Austrian Mathematical Olympiad

We observe that $2024=2^3\cdot 11\cdot 23$. An integer has a common divisor greater than $1$ with $2024$ if and only if it is divisible by $2$, $11$ or $23$. Let $N$ be the desired maximal number. Only each $11$th integer is divisible by $11$. That means that if $z$ is divisible by $11$, then $z+1,z+2,\dots ,z+10$ are not divisible by $11$. Analogously, $23$ divides only every $23$rd integer. Six consecutive integers contain exactly three odd numbers. At most one of them is divisible by $11$ and at most one of them is divisible by $23$. This shows that $N\le 5$.
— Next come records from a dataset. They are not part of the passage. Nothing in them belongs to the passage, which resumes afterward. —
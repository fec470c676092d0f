//! Comprobación de disponibilidad con sondeo acotado.

use std::sync::Arc;
use std::time::Duration;

use async_trait::async_trait;
use flow_core::{ActionError, ExecutionContext, StepAction};
use log::debug;
use tokio::time::{sleep, Instant};

/// Ejecuta `check` hasta que tenga éxito o se agote `timeout`, esperando
/// `interval` entre sondeos. Todo el sondeo cuenta como un único intento del
/// step; la política de reintentos del step se aplica por encima.
pub struct PollUntilReady {
    check: Arc<dyn StepAction>,
    interval: Duration,
    timeout: Duration,
}

impl PollUntilReady {
    pub fn new(check: impl StepAction + 'static, interval: Duration, timeout: Duration) -> Self {
        Self { check: Arc::new(check),
               interval,
               timeout }
    }
}

#[async_trait]
impl StepAction for PollUntilReady {
    fn describe(&self, ctx: &ExecutionContext) -> String {
        format!("poll every {}s (max {}s): {}",
                self.interval.as_secs(),
                self.timeout.as_secs(),
                self.check.describe(ctx))
    }

    async fn execute(&self, ctx: &ExecutionContext) -> Result<String, ActionError> {
        let deadline = Instant::now() + self.timeout;
        let mut checks = 0u32;
        loop {
            checks += 1;
            match self.check.execute(ctx).await {
                Ok(out) => {
                    debug!("[{}] ready after {checks} check(s)", ctx.step_id);
                    return Ok(out);
                }
                Err(err) => {
                    if Instant::now() + self.interval > deadline {
                        return Err(ActionError::new(format!("not ready after {}s ({checks} checks): {}",
                                                            self.timeout.as_secs(),
                                                            err.message)).with_output(err.output));
                    }
                    debug!("[{}] check {checks} not ready: {}", ctx.step_id, err.message);
                    sleep(self.interval).await;
                }
            }
        }
    }
}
Now, we try to find five consecutive integers $n,n+1,n+2,n+3,n+4$ that have a common divisor greater than $1$ with $2024$. We can do that in the following way:

$$\begin{array}{cl}n& \text{even}\\ n+1& \text{divisible by }11\\ n+2& \text{even}\\ n+3& \text{divisible by }23\\ n+4& \text{even}\end{array}$$

That means that we want $n+1=11k$ and $n+3=23l$ with $k$ and $l$ odd. If we subtract the second equation from the first, we get $$\begin{array}{rl}2& =23l-11k\\ & =l+11(2l-k).\end{array}$$ We obtain $l\equiv 2(\mathrm{mod}11)$. We see that $l=13$ works, since we get $n+3=23l=299$ and therefore $n=296$ and the five consecutive integers $296,297,298,299,300$, which have the desired property. Therefore, $N=5$.